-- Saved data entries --
//! Container backends - the processes that actually run a delegate.

mod docker;
mod local;

pub use docker::DockerBackend;
pub use local::LocalProcessBackend;

use std::process::Stdio;
use std::time::Duration;

use async_trait::async_trait;
use tokio::io::AsyncWriteExt;
use tokio::process::Command as ProcessCommand;
use tokio::time::timeout;
use tracing::debug;
use userspace_protocol::Command;

use crate::context::ExecutionContext;
use crate::error::{DelegateError, DelegateResult};
use crate::spec::ContainerSpec;

/// Raw result of one delegate run.
#[derive(Debug, Clone, Default, PartialEq, Eq)]
pub struct DelegateOutput {
    /// Exit code, `None` when the process was killed by a signal.
    pub exit_code: Option<i32>,
    /// Captured stdout, the protocol reply.
    pub stdout: Vec<u8>,
    /// Captured stderr, diagnostics only.
    pub stderr: Vec<u8>,
}

impl DelegateOutput {
    /// A successful run with the given stdout.
    #[must_use]
    pub fn success(stdout: impl Into<Vec<u8>>) -> Self {
        Self {
            exit_code: Some(0),
            stdout: stdout.into(),
            stderr: Vec::new(),
        }
    }

    /// Whether the delegate exited with status zero.
    #[must_use]
    pub fn is_success(&self) -> bool {
        self.exit_code == Some(0)
    }

    /// Stderr decoded lossily for display.
    #[must_use]
    pub fn stderr_text(&self) -> String {
        String::from_utf8_lossy(&self.stderr).trim_end().to_owned()
    }
}

/// Something that can run a delegate command.
///
/// Implementations must be cancel-safe: dropping the returned future has to
/// stop the delegate.
#[async_trait]
pub trait ContainerBackend: Send + Sync + std::fmt::Debug {
    /// Short backend name for logs.
    fn name(&self) -> &'static str;

    /// Run `command` for the delegate described by `spec` in `context`.
    ///
    /// A non-zero exit is reported through [`DelegateOutput::exit_code`], not
    /// as an error.
    async fn execute(
        &self,
        spec: &ContainerSpec,
        context: &ExecutionContext,
        command: &Command,
    ) -> DelegateResult<DelegateOutput>;
}

/// Spawn `cmd`, feed `stdin`, and collect its output.
///
/// Stdin is written while stdout and stderr are drained, so a delegate that
/// prints before it reads its config cannot block on a full pipe. The child
/// is killed if this future is dropped or the timeout elapses.
pub(crate) async fn run_process(
    mut cmd: ProcessCommand,
    program: &str,
    stdin: &[u8],
    timeout_duration: Option<Duration>,
) -> DelegateResult<DelegateOutput> {
    cmd.stdin(Stdio::piped());
    cmd.stdout(Stdio::piped());
    cmd.stderr(Stdio::piped());
    cmd.kill_on_drop(true);

    let mut child = cmd.spawn().map_err(|source| DelegateError::Spawn {
        program: program.to_owned(),
        source,
    })?;
    let stdin_pipe = child.stdin.take();

    let run = async move {
        // Close stdin after writing so the delegate sees EOF. A delegate that
        // exits without reading its config is not an error.
        let feed = async move {
            if let Some(mut pipe) = stdin_pipe {
                if let Err(e) = pipe.write_all(stdin).await {
                    debug!(error = %e, "delegate closed stdin early");
                }
                let _ = pipe.shutdown().await;
            }
        };
        let ((), output) = tokio::join!(feed, child.wait_with_output());
        output
    };

    let output = match timeout_duration {
        Some(limit) => timeout(limit, run)
            .await
            .map_err(|_| DelegateError::TimedOut {
                timeout_secs: limit.as_secs(),
            })??,
        None => run.await?,
    };

    Ok(DelegateOutput {
        exit_code: output.status.code(),
        stdout: output.stdout,
        stderr: output.stderr,
    })
}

-- Exercise instructions --
Beginning at the line with "EOF. A delegate that" and stopping after the line with "if let Err(e)", please write out every line of the data above exactly and nothing else.

-- Final answer --
        // Close stdin after writing so the delegate sees EOF. A delegate that
        // exits without reading its config is not an error.
        let feed = async move {
            if let Some(mut pipe) = stdin_pipe {
                if let Err(e) = pipe.write_all(stdin).await {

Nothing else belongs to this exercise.